Figure 6 shows that the reported peak force and torque values are only transient, and will diminish in less than a second. Although previously in [15], a finite element analysis is conducted using forces and torques of the same order of magnitude, and reveals that the deformation to the 4-DOF base robot is submillimeter, the actual consequence of these loads when device is attached to the patient is unknown—device mounting position, tissue compression of the patient, etc. can all play into how much the robot could move relative to the patient under different loading conditions. Subsequent studies are necessary to interpret the physical meaning of these force and torque values under a more realistic setting.

A common theme that is strictly inherent in the design aspect of the needle driver manifests itself in the form of small jiggles right before the force peaks, shown in Figure 6. For attaching the main driver body onto the interface (Driver), the jiggle comes from aligning the bottom sprocket housing and the locking ring tabs to the interface; for attaching the needle guide (Guide), it comes from the needle guide hitting the top of the aluminum rod, which happens quite often since the rod does not feature a conic surface to make it easy for the thinner tube to go in; for attaching the needle and adapter onto the driver (Needle), it comes from passing the needle through the opening of the needle guide.
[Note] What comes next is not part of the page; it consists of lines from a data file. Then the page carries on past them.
//! Warehouse route: generate a statement, gate it, execute it, and render a
//! tabular preview. Every failure mode degrades into `Outcome::Fallback`
//! instead of surfacing to the caller.

use fathom_domain::{dialect, sensitivity::{Classification, Sensitivity}, sqlgate};
use fathom_providers::{HistoryTurn, sqlgen::SqlOutcome};
use fathom_storage::models::ExecutionResult;

use crate::{FathomService, Route, RouteResponse, retry};

/// Fixed confidence for answers backed by an executed statement.
const SQL_ROUTE_CONFIDENCE: f32 = 0.85;
const PREVIEW_ROWS: usize = 5;

pub(crate) enum Outcome {
	Answered { response: RouteResponse, row_count: i32 },
	OutOfScope,
	Fallback,
}

impl FathomService {
	pub(crate) async fn answer_from_warehouse(
		&self,
		question: &str,
		history: &[HistoryTurn],
		classification: &Classification,
	) -> Outcome {
		let catalog_text = self.catalog.render_for_prompt();
		let outcome = match self
			.providers
			.sqlgen
			.generate(&self.cfg.providers.sqlgen, &catalog_text, history, question)
			.await
		{
			Ok(outcome) => outcome,
			Err(err) => {
				tracing::warn!(error = %err, "Statement generation unavailable.");
				self.metrics.record_error("generation_unavailable");

				return Outcome::Fallback;
			},
		};
		let sql = match outcome {
			SqlOutcome::Sql(sql) => sql,
			SqlOutcome::OutOfScope => return Outcome::OutOfScope,
		};
		let Some(policy) = dialect::policy_for(&self.cfg.storage.warehouse.dialect) else {
			tracing::error!(
				dialect = %self.cfg.storage.warehouse.dialect,
				"No row-bound policy for configured dialect."
			);

			return Outcome::Fallback;
		};
		let validated = match sqlgate::validate(
			&sql,
			&self.catalog,
			policy.as_ref(),
			self.cfg.routing.row_limit,
		) {
			Ok(validated) => validated,
			Err(rejection) => {
				tracing::warn!(%rejection, sql = %sql, "Generated statement rejected.");
				self.metrics.record_error("validation_rejected");

				return Outcome::Fallback;
			},
		};
		let result = match retry::with_retry(
			&self.cfg.retry,
			|err: &fathom_storage::Error| err.is_transient(),
			|| self.backends.executor.run(validated.as_sql()),
		)
		.await
		{
			Ok(result) => result,
			Err(err) => {
				tracing::warn!(error = %err, "Warehouse execution failed.");
				self.metrics.record_error("execution_failed");

				return Outcome::Fallback;
			},
		};

		if result.is_empty() {
			return Outcome::Fallback;
		}

		let row_count = result.row_count() as i32;
		let response = RouteResponse {
			success: true,
			answer: render_preview(&result),
			confidence: SQL_ROUTE_CONFIDENCE,
			route: Route::Sql,
			sensitivity: classification.tier,
			sources: vec![validated.into_sql()],
			processing_ms: 0,
			requires_human_review: classification.tier == Sensitivity::High,
		};

		Outcome::Answered { response, row_count }
	}
}

fn render_preview(result: &ExecutionResult) -> String {
	let mut out = String::new();

	out.push_str(&result.columns.join(" | "));
	out.push('\n');

	for row in result.rows.iter().take(PREVIEW_ROWS) {
		let line = result
			.columns
			.iter()
			.map(|name| render_value(row.get(name)))
			.collect::<Vec<_>>()
			.join(" | ");

		out.push_str(&line);
		out.push('\n');
	}

	let remaining = result.rows.len().saturating_sub(PREVIEW_ROWS);

	if remaining > 0 {
		out.push_str(&format!("... {remaining} more rows\n"));
	}
	if result.truncated {
		out.push_str("(result truncated)\n");
	}

	out
}

fn render_value(value: Option<&serde_json::Value>) -> String {
	match value {
		None | Some(serde_json::Value::Null) => "-".to_string(),
		Some(serde_json::Value::String(text)) => text.clone(),
		Some(other) => other.to_string(),
	}
}

#[cfg(test)]
mod tests {
	use serde_json::Map;

	use super::*;

	fn result(rows: usize) -> ExecutionResult {
		let rows = (0..rows)
			.map(|i| {
				let mut row = Map::new();

				row.insert("ORDER_NO".to_string(), serde_json::json!(i + 1));
				row.insert("NET_AMOUNT".to_string(), serde_json::json!(100.5));

				row
			})
			.collect();

		ExecutionResult {
			columns: vec!["ORDER_NO".to_string(), "NET_AMOUNT".to_string()],
			rows,
			truncated: false,
		}
	}

	#[test]
	fn preview_shows_header_and_rows() {
		let text = render_preview(&result(2));

		assert!(text.starts_with("ORDER_NO | NET_AMOUNT\n"));
		assert!(text.contains("1 | 100.5"));
		assert!(!text.contains("more rows"));
	}

	#[test]
	fn preview_elides_beyond_five_rows() {
		let text = render_preview(&result(9));

		assert!(text.contains("... 4 more rows"));
	}

	#[test]
	fn null_values_render_as_dash() {
		let mut row = Map::new();

		row.insert("ORDER_NO".to_string(), serde_json::Value::Null);

		let result = ExecutionResult {
			columns: vec!["ORDER_NO".to_string()],
			rows: vec![row],
			truncated: false,
		};

		assert!(render_preview(&result).contains("-"));
	}
}
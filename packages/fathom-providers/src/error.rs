pub type Result<T, E = Error> = std::result::Result<T, E>;

#[derive(Debug, thiserror::Error)]
pub enum Error {
	#[error(transparent)]
	Reqwest(#[from] reqwest::Error),
	#[error(transparent)]
	SerdeJson(#[from] serde_json::Error),
	#[error(transparent)]
	InvalidHeaderName(#[from] reqwest::header::InvalidHeaderName),
	#[error(transparent)]
	InvalidHeaderValue(#[from] reqwest::header::InvalidHeaderValue),
	#[error("{message}")]
	InvalidConfig { message: String },
	#[error("{message}")]
	InvalidResponse { message: String },
}
impl Error {
	pub fn invalid_response(message: impl Into<String>) -> Self {
		Self::InvalidResponse { message: message.into() }
	}
}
Although the magnitude of these jiggles are small, the duration is rather long. Modifications of the current design, especially the addition of more conic surfaces to help align tubular structures, are necessary to further streamline the needle attachment process.

The viability of attaching the needle driver intraoperatively needs to be further verified by a clinician. To test if the reported force and torque values could create relative motion between the robot and patient and invalidate the targeting procedure, further studies need to be carried out in a more realistic setting that is closer to the actual clinical situation.

In addition to implementing the suggested design changes and verifying the modified workflow, future work also includes searching for lightweight materials to reduce the static load of the needle driver, and more compliant tubes to further reduce the torque transmitted to the needle driver.

V. CONCLUSIONS

This paper presents design modifications to our 2-DOF MR-Conditional needle driver for spinal injections. The new design is better in line with device post-operative cleaning and sterilization regulations, more intuitive to work with, and offers the possibility of attaching the needle driver intraoperatively. Force and torque data suggest that the new design and workflow could generate more consistent behavior to the 4-DOF robot base in steady state, but underlines the possibility of large dynamic forces during the attachment process.